FDA approves Cuvrior for treatment of adults with stable Wilson’s disease

Orphalan announced FDA approval of Cuvrior for the treatment of adults with stable Wilson’s disease who are de-coppered and tolerant to penicillamine, according to a company press release.

Cuvrior (trientine tetrahydrochloride, Orphalan) recently demonstrated noninferiority to penicillamine by measurement of non-ceruloplasmin copper in a global, phase 3 trial; penicillamine is currently approved as a first-line treatment for Wilson’s with approximately one-third of patients developing intolerance.

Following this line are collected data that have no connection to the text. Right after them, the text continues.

//! Validated OAuth scope lists.

use std::fmt;

use serde_json::Value;

use crate::error::{GrantError, Result};

/// Ordered, non-empty list of non-empty scope strings.
///
/// Duplicates are kept; the server decides what they mean.
#[derive(Debug, Clone, PartialEq, Eq)]
pub struct ScopeSet(Vec<String>);

impl ScopeSet {
    /// # Example
    /// ```
    /// use grantline::scope::ScopeSet;
    ///
    /// let scopes = ScopeSet::new(["identity.readonly", "listening.write"])?;
    /// assert_eq!(scopes.joined(), "identity.readonly listening.write");
    /// assert!(ScopeSet::new(Vec::<String>::new()).is_err());
    /// # Ok::<(), grantline::error::GrantError>(())
    /// ```
    pub fn new<I, S>(scopes: I) -> Result<Self>
    where
        I: IntoIterator<Item = S>,
        S: AsRef<str>,
    {
        let scopes: Vec<String> = scopes
            .into_iter()
            .map(|scope| scope.as_ref().to_string())
            .collect();
        if scopes.is_empty() {
            return Err(GrantError::InvalidArgument(
                "at least one scope is required".to_string(),
            ));
        }
        if let Some(position) = scopes.iter().position(|scope| scope.trim().is_empty()) {
            return Err(GrantError::InvalidArgument(format!(
                "scope at index {position} is empty"
            )));
        }
        Ok(Self(scopes))
    }

    /// Build from untyped request input, rejecting any non-string element.
    pub fn from_json(value: &Value) -> Result<Self> {
        let items = value.as_array().ok_or_else(|| {
            GrantError::InvalidArgument("scopes must be an array of strings".to_string())
        })?;
        let scopes = items
            .iter()
            .enumerate()
            .map(|(index, item)| {
                item.as_str().ok_or_else(|| {
                    GrantError::InvalidArgument(format!(
                        "scope at index {index} must be a string, got {item}"
                    ))
                })
            })
            .collect::<Result<Vec<&str>>>()?;
        Self::new(scopes)
    }

    /// Space-joined form used in the `scope` parameter.
    pub fn joined(&self) -> String {
        self.0.join(" ")
    }

    pub fn as_slice(&self) -> &[String] {
        &self.0
    }

    pub fn len(&self) -> usize {
        self.0.len()
    }

    pub fn is_empty(&self) -> bool {
        self.0.is_empty()
    }
}

impl fmt::Display for ScopeSet {
    fn fmt(&self, f: &mut fmt::Formatter<'_>) -> fmt::Result {
        f.write_str(&self.joined())
    }
}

“As a physician, I have seen firsthand how Wilson’s disease impacts the lives of patients and, until now, there have been few effective long-term treatment options available. The approval of Orphalan’s Cuvrior by the FDA is backed by positive data from Orphalan’s multicenter, multinational CHELATE trial — the first head-to-head controlled study of a new trientine salt vs. penicillamine,” Michael Schilsky, MD, professor and director of the Center for Excellence for Wilson Disease at Yale University, said in the press release. “For patients in need, Cuvrior represents a well-tolerated and effective alternative to penicillamine, the current standard of care.”

Trientine tetrahydrochloride, which is currently available in Europe as Cuprior, has been granted orphan drug designation by the FDA and is expected to launch in the U.S. by early 2023.